Extracted information =>

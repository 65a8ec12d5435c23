//! Environment Score Penalties
//!
//! Deductions from a perfect score of 1.0. Each dimension has at most two
//! tiers; the critical tier replaces the warning tier, it does not add to it.
//!
//! ```text
//! Dimension      Critical   Warning
//! DO             0.40       0.25
//! pH             0.25       0.15
//! Turbidity      0.20       0.15
//! Ammonia        0.30       0.20
//! Temperature    0.10       -
//! Activity       0.15       -
//! ```
//!
//! Worst case sums to 1.40, so a fully degraded pond clamps to 0.0.

/// Score of a pond with no penalties.
pub const PERFECT_SCORE: f32 = 1.0;

/// Lowest possible environment score.
pub const WORST_SCORE: f32 = 0.0;

/// Dissolved oxygen below critical minimum.
pub const DO_CRITICAL_PENALTY: f32 = 0.40;

/// Dissolved oxygen below warning minimum.
pub const DO_WARNING_PENALTY: f32 = 0.25;

/// pH outside the critical band.
pub const PH_CRITICAL_PENALTY: f32 = 0.25;

/// pH outside the preferred band.
pub const PH_WARNING_PENALTY: f32 = 0.15;

/// Turbidity above critical maximum.
pub const TURBIDITY_CRITICAL_PENALTY: f32 = 0.20;

/// Turbidity above warning maximum.
pub const TURBIDITY_WARNING_PENALTY: f32 = 0.15;

/// Ammonia above critical maximum.
pub const AMMONIA_CRITICAL_PENALTY: f32 = 0.30;

/// Ammonia above warning maximum.
pub const AMMONIA_WARNING_PENALTY: f32 = 0.20;

/// Temperature outside the feeding band.
pub const TEMPERATURE_PENALTY: f32 = 0.10;

/// Fish activity below minimum.
pub const ACTIVITY_PENALTY: f32 = 0.15;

What the task requires => All lines with the word "maximum" are needed; pull them from the entries and copy each.

Solution to the problem =>
/// Turbidity above critical maximum.
/// Turbidity above warning maximum.
/// Ammonia above critical maximum.
/// Ammonia above warning maximum.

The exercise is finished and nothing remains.